Try it: Your answer should consist of every line from the records that holds the string "already".

Given entries:
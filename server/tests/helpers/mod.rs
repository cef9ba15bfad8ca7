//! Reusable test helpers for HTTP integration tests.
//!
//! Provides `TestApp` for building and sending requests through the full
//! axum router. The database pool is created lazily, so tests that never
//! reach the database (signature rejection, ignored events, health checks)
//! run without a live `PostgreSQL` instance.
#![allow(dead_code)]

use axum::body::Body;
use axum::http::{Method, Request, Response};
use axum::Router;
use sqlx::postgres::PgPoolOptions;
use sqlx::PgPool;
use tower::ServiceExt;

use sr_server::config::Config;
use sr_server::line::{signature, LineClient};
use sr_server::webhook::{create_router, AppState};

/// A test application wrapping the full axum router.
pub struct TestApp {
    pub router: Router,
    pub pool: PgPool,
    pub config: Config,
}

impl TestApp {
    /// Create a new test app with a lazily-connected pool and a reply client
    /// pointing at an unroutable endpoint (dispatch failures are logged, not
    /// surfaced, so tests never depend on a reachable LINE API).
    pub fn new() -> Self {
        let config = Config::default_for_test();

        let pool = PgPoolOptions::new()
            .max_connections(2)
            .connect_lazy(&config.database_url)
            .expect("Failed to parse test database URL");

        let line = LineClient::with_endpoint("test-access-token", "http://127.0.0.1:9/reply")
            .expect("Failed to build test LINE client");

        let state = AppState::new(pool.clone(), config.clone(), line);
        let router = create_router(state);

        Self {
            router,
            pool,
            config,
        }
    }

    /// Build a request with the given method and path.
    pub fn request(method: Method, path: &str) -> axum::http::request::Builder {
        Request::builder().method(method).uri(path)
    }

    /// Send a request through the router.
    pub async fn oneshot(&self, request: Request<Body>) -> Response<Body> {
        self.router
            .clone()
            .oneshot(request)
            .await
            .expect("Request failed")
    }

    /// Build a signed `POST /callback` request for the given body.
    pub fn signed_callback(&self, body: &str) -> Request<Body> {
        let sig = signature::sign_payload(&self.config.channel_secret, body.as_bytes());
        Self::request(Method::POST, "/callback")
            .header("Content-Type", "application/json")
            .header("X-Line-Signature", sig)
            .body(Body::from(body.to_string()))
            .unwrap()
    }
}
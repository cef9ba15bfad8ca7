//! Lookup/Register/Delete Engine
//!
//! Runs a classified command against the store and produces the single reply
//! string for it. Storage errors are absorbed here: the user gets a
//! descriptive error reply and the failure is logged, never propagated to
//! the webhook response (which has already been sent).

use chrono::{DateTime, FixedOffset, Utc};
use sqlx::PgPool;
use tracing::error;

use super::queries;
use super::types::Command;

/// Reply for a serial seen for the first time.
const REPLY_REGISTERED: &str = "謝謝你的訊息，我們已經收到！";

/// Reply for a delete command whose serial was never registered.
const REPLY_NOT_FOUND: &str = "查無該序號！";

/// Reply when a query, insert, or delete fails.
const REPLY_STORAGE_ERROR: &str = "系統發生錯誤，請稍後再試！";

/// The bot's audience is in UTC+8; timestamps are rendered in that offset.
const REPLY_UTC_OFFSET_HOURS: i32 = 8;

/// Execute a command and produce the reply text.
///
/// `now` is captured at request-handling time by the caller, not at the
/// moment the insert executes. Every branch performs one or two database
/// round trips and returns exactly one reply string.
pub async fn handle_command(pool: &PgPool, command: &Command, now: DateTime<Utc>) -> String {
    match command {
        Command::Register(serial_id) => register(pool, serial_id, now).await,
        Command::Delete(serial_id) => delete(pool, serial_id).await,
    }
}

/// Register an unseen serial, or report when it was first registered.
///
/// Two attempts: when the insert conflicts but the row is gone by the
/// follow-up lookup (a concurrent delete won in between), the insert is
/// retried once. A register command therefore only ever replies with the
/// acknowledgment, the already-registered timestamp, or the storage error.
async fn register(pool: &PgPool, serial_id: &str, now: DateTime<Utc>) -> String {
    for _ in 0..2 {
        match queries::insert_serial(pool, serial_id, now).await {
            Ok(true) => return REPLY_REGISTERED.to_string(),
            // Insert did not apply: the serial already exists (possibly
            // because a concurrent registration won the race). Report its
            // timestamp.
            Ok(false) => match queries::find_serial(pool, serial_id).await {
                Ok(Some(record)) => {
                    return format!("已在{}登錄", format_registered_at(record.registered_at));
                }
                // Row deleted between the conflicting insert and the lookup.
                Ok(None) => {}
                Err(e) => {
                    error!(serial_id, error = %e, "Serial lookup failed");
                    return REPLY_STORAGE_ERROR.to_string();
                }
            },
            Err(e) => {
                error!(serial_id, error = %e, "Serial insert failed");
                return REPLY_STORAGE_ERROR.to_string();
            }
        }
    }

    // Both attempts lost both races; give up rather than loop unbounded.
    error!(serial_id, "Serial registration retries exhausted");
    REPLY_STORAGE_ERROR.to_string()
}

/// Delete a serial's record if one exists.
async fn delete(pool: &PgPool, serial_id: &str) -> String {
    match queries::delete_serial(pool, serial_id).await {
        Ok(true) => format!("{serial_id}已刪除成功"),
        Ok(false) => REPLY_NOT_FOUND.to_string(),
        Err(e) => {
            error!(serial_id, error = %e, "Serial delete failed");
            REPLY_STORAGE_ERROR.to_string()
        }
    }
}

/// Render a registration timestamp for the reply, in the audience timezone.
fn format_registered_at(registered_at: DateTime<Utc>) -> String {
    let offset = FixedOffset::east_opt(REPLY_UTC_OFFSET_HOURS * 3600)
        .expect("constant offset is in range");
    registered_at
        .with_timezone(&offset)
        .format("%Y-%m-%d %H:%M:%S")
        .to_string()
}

Output for this task:
//! the webhook response (which has already been sent).
/// acknowledgment, the already-registered timestamp, or the storage error.
            // Insert did not apply: the serial already exists (possibly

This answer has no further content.